Transplant Direct. 2021 Sep 20;7(10):e765 doi: 10.1097/TXD.0000000000001221.
CET Conclusion
Reviewer: Mr Simon Knight, Centre for Evidence in Transplantation, Nuffield Department of Surgical Sciences University of Oxford
Conclusion: This manuscript reports long-term outcomes from a randomized controlled trial of tacrolimus versus cyclosporine microemulsion in paediatric liver transplantation. The original study recruited 156 recipients between 1997 and 2000. 81% patients randomized to tacrolimus remained on protocol treatment at study end, compared to just 31% of patients on CsA. Due to the large number of crossovers, the authors sensibly present narrative data.
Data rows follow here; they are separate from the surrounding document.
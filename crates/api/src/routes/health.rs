//! Health Route

use axum::{extract::State, Json};
use serde::{Deserialize, Serialize};
use std::sync::Arc;

use crate::AppState;

/// Health response
#[derive(Debug, Serialize, Deserialize)]
pub struct HealthResponse {
    pub status: String,
    pub timestamp: u64,
    pub version: String,
    pub uptime_seconds: u64,
    /// Incidents in the cache
    pub tracked_incidents: usize,
    /// Incidents still waiting for a problem ID
    pub unresolved_incidents: usize,
    pub custom_devices: usize,
}

/// Health check handler
pub async fn health(State(state): State<Arc<AppState>>) -> Json<HealthResponse> {
    let timestamp = std::time::SystemTime::now()
        .duration_since(std::time::UNIX_EPOCH)
        .map(|d| d.as_secs())
        .unwrap_or(0);

    let incidents = state.controller.incidents().load().await;

    Json(HealthResponse {
        status: "healthy".to_string(),
        timestamp,
        version: state.version.clone(),
        uptime_seconds: state.start_time.elapsed().as_secs(),
        tracked_incidents: incidents.problems.len(),
        unresolved_incidents: incidents.unresolved().len(),
        custom_devices: state.controller.devices().devices().await.len(),
    })
}
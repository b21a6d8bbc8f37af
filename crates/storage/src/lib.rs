//! Storage Layer
//!
//! Durable keyed caches persisted as whole JSON snapshots. Every write goes
//! through [`JsonStore::mutate`] (or [`StoreGuard::mutate`] under a held
//! lock), which serializes read-modify-write cycles per store.

mod store;

pub use store::{JsonStore, Migration, Snapshot, StoreGuard};

use thiserror::Error;

/// Storage errors
#[derive(Debug, Error)]
pub enum StorageError {
    #[error("I/O error on {path}: {message}")]
    Io { path: String, message: String },
    #[error("Serialization error: {0}")]
    SerializationError(String),
}
//! Dynatrace Client Error Types

use thiserror::Error;

/// Errors returned by Dynatrace API calls
#[derive(Debug, Error)]
pub enum DynatraceError {
    /// Request could not be sent or the response not read
    #[error("Network error during {operation}: {message}")]
    Network {
        operation: &'static str,
        message: String,
    },

    /// API answered with a non-success status
    #[error("{operation} returned HTTP {status}: {body}")]
    Http {
        operation: &'static str,
        status: u16,
        body: String,
    },

    /// Response body did not match the expected shape
    #[error("Could not decode {operation} response: {message}")]
    Decode {
        operation: &'static str,
        message: String,
    },

    /// Invalid base URL or HTTP client settings
    #[error("Client configuration error: {0}")]
    Config(String),
}

impl DynatraceError {
    /// Whether another attempt may succeed
    pub fn is_retryable(&self) -> bool {
        match self {
            DynatraceError::Network { .. } => true,
            DynatraceError::Http { status, .. } => *status == 429 || *status >= 500,
            DynatraceError::Decode { .. } | DynatraceError::Config(_) => false,
        }
    }
}
//! Alert Correlation
//!
//! Maps Alertmanager notifications onto Dynatrace custom devices, events
//! and problems, and keeps the local incident cache consistent with the
//! problems Dynatrace eventually opens.

mod alert;
mod controller;
mod devices;
mod error;
mod incidents;
mod reconcile;
mod summary;
mod tags;

pub use alert::{short_hash, Alert, AlertGroup, AlertStatus};
pub use controller::{close_comment, Controller, ControllerConfig, Outcome};
pub use devices::{
    legacy_device_migration, CustomDeviceRecord, DeviceCache, DeviceRegistry, DEVICE_CACHE_FILE,
};
pub use error::CorrelationError;
pub use incidents::{
    open_incident_store, IncidentCache, IncidentRecord, IncidentStore, INCIDENT_CACHE_FILE,
};
pub use reconcile::{ReconcileReport, Reconciler};
pub use summary::{BatchSummary, DEFAULT_TITLE, EVENT_SOURCE};
pub use tags::{apply_tags_with_retry, entity_selector, spawn_tag_task, TagPolicy};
There were numerically fewer deaths from chronic rejection/liver failure, and less cosmetic side effects with tacrolimus. Clearly, the strength of conclusions are limited by the large crossover which precluded statistical analysis. Nonetheless, it appears that CsA is poorly tolerated in this population, supporting the adoption of tacrolimus as first-line immunosuppression seen in most centres.
Aims: The aim of this study was to report the long-term outcomes of a randomised controlled trial comparing tacrolimus (Tac) and cyclosporine immunosuppression in paediatric liver transplant recipients.
Interventions: Patients in the original trial were randomised to either a dual Tac regimen (tacrolimus and corticosteroids) or to cyclosporine A microemulsion (CyA-ME) therapy (CyA-ME, corticosteroids and azathioprine).
Participants: 156 paediatric liver transplant recipients.
Outcomes: The outcomes of interest included time to first rejection episode (acute or chronic), renal function, graft survival, patient survival, posttransplant lymphoproliferative disease (PTLD) incidence, Epstein-Barr virus (EBV) infection, and adverse events.
Follow Up: 14 years
UNLABELLED:

The aim of this study was to determine the long-term efficacy and safety of tacrolimus (Tac) and cyclosporine immunosuppression in pediatric liver transplantation (LTx).

METHODS:

One hundred fifty-six patients who had taken part in a multicenter, randomized, open, parallel study of Tac and corticosteroids versus cyclosporine A microemulsion (CyA-ME), corticosteroids, and azathioprine. Patients were assessed at regular intervals up to 14 y after LTx. Analysis was conducted descriptively.

RESULTS:

In a long-term follow-up, there was a similar incidence of acute rejection (Tac versus CyA-ME, 5 versus 8) and graft loss (5 versus 10). There were 11 deaths in the cohort, which were from infectious complications/malignancy in the Tac group (n = 2/5) and from chronic rejection/liver failure in the CyA-ME group (n = 3/6). A similar incidence of Epstein-Barr virus and posttransplant lymphoproliferative disease was observed (8 versus 8, 3 versus 3). However, there was a greater incidence of cosmetic adverse events in the CyA-ME cohort, with higher incidences of hypertrichosis (8 versus 27) and gum hyperplasia (20 versus 6). Growth improved equally in both groups. Overall, 81% of patients randomized to Tac remained on Tac therapy at study end, compared with 31% of patients randomized to CyA-ME. Common reasons for switching from CyA-ME included steroid-resistant/acute rejection (n = 12/8) and cosmetic changes (n = 8).

CONCLUSIONS:

This study is the first prospective, observational follow-up study of pediatric patients randomized to Tac and CyA-ME to evaluate long-term outcomes. Our analysis was limited by the degree of switchover between the cohorts; however, there were fewer deaths from chronic rejection/liver failure and reduced adverse events with Tac. Long-term use of Tac and Tac combination therapy appears to be safe and effective immunosuppression for pediatric LTx recipients.